Analytics as the wedge
Three pressure points have pushed compliance budgets into the foreground:
- The US CLARITY Act markup is moving through Senate Banking, with a record 100-plus amendments filed pre-markup. Whatever final shape it takes, on-chain monitoring requirements are unlikely to soften.
- North Korea-linked actors stole roughly $2.1B in crypto in 2025, about 60% of all losses by CertiK's count. That number alone forced exchanges, custodians, and card issuers to tighten transaction monitoring.
- Tether's recent freeze of $344M in USDT tied to Iran's central bank ran on analytics-provided wallet attribution. Without third-party tracing tools, that action does not happen at that speed.

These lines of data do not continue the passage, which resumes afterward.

// Endpoints and defaults, overridable from the environment.

use std::env;

lazy_static::lazy_static! {
    pub static ref GEMINI_API_URL: String = env::var("GEMINI_API_URL").unwrap_or_else(|_| "https://generativelanguage.googleapis.com/v1beta".to_string());
    pub static ref YOUTUBE_API_URL: String = env::var("YOUTUBE_API_URL").unwrap_or_else(|_| "https://www.googleapis.com/youtube/v3".to_string());
    pub static ref GITHUB_API_URL: String = env::var("GITHUB_API_URL").unwrap_or_else(|_| "https://api.github.com".to_string());
}

pub const DEFAULT_GEMINI_MODEL: &str = "gemini-1.5-flash";
pub const YOUTUBE_WATCH_URL: &str = "https://www.youtube.com/watch?v=";
pub const USER_AGENT: &str = concat!("mentor/", env!("CARGO_PKG_VERSION"));

/// Number of links requested from each search collaborator.
pub const DEFAULT_RESULT_LIMIT: usize = 5;
/// Follow-up prompts include this many user/assistant exchanges.
pub const DEFAULT_RECENT_EXCHANGES: usize = 5;
/// The rolling summary is recomputed whenever the history length is a multiple of this.
pub const DEFAULT_SUMMARY_EVERY: usize = 6;
pub const DEFAULT_TIMEOUT_SECS: u64 = 30;
pub const MAX_QUIZ_QUESTIONS: usize = 5;
/// Web sessions idle for this long are discarded.
pub const DEFAULT_SESSION_IDLE_SECS: u64 = 60 * 60;

pub const FALLBACK_REPLY: &str = "Sorry, I encountered an error while answering. Please try again.";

Each of those incidents lands directly in Elliptic's product surface area: wallet attribution, transaction screening, sanctions list overlays, and case management for investigators.
What the round funds
The company has not published a detailed use-of-proceeds document, but the public commentary points in three directions. The first is staffing in the US, where the SEC and CFTC are both expected to lean harder on registered intermediaries to evidence their transaction screening. The second is product depth around stablecoins and tokenized assets, which now make up a growing share of on-chain volume. The third is the application of machine learning to typology detection, an area where competing firms like Chainalysis and TRM Labs have been investing aggressively.
At $670M post-money, Elliptic still sits well below Chainalysis on paper, the latter having last raised at an $8.6B valuation in 2022 before a markdown round. The gap leaves room for a multiple expansion if compliance regulation in the US and EU lands the way most banks expect.
Read-through for crypto card issuers
For card programs that move user funds between self-custodial wallets and fiat rails, analytics is not optional. Every on-ramp, every off-ramp, every top-up from an external wallet needs a screening decision before it clears.
Issuers that lean on self-custody flows for funding (Gnosis Pay, MetaMask Card, Ledger, Tria) generally rely on third-party analytics for source-of-funds and counterparty checks before the card debit posts. Custodial programs like Coinbase Card, Bitget Card, and Crypto Dot Com use similar tooling at the deposit layer. As compliance expectations rise, the line item for analytics on a card-issuer P&L gets bigger, not smaller. A larger, better-capitalized Elliptic is one fewer single-vendor risk for that part of the stack.
There is also a quieter implication for stablecoin spending. As regulators push for more visibility into stablecoin issuers and the wallets they touch, the analytics tier becomes load-bearing. Card programs that settle directly in USDC or USDT depend on the issuer's ability to evidence clean rails. The cost of that evidence shows up in fee schedules eventually.
The wider funding picture
Compliance and infrastructure capital is one of the few segments still pricing up. L1 tokens are down 49% since 2025 by VanEck's count, while crypto-adjacent equities are up 48% over the same window. Within private markets, money keeps rotating toward firms that sell into banks, brokers, and regulators rather than retail. Canton Network is targeting a $2B valuation in an a16z-led round. Circle just raised $222M for its Arc blockchain at a $3B mark. Ripple's prime brokerage Hidden Road pulled $200M from Neuberger Berman for margin trading.
Elliptic's round fits the same pattern. Capital is flowing to the providers that make the system legible to regulators.
Overview
Elliptic raised $120M in a Series D at a $670M valuation, with Nasdaq Ventures and Deutsche Bank backing the round. The price tag is mid-cap, but the strategic composition signals that regulated exchanges and global banks are still buying into the compliance layer of crypto rather than the assets themselves. Card issuers, stablecoin programs, and exchanges all sit downstream of this tooling. A larger Elliptic raises the floor on what the industry's analytics infrastructure can carry.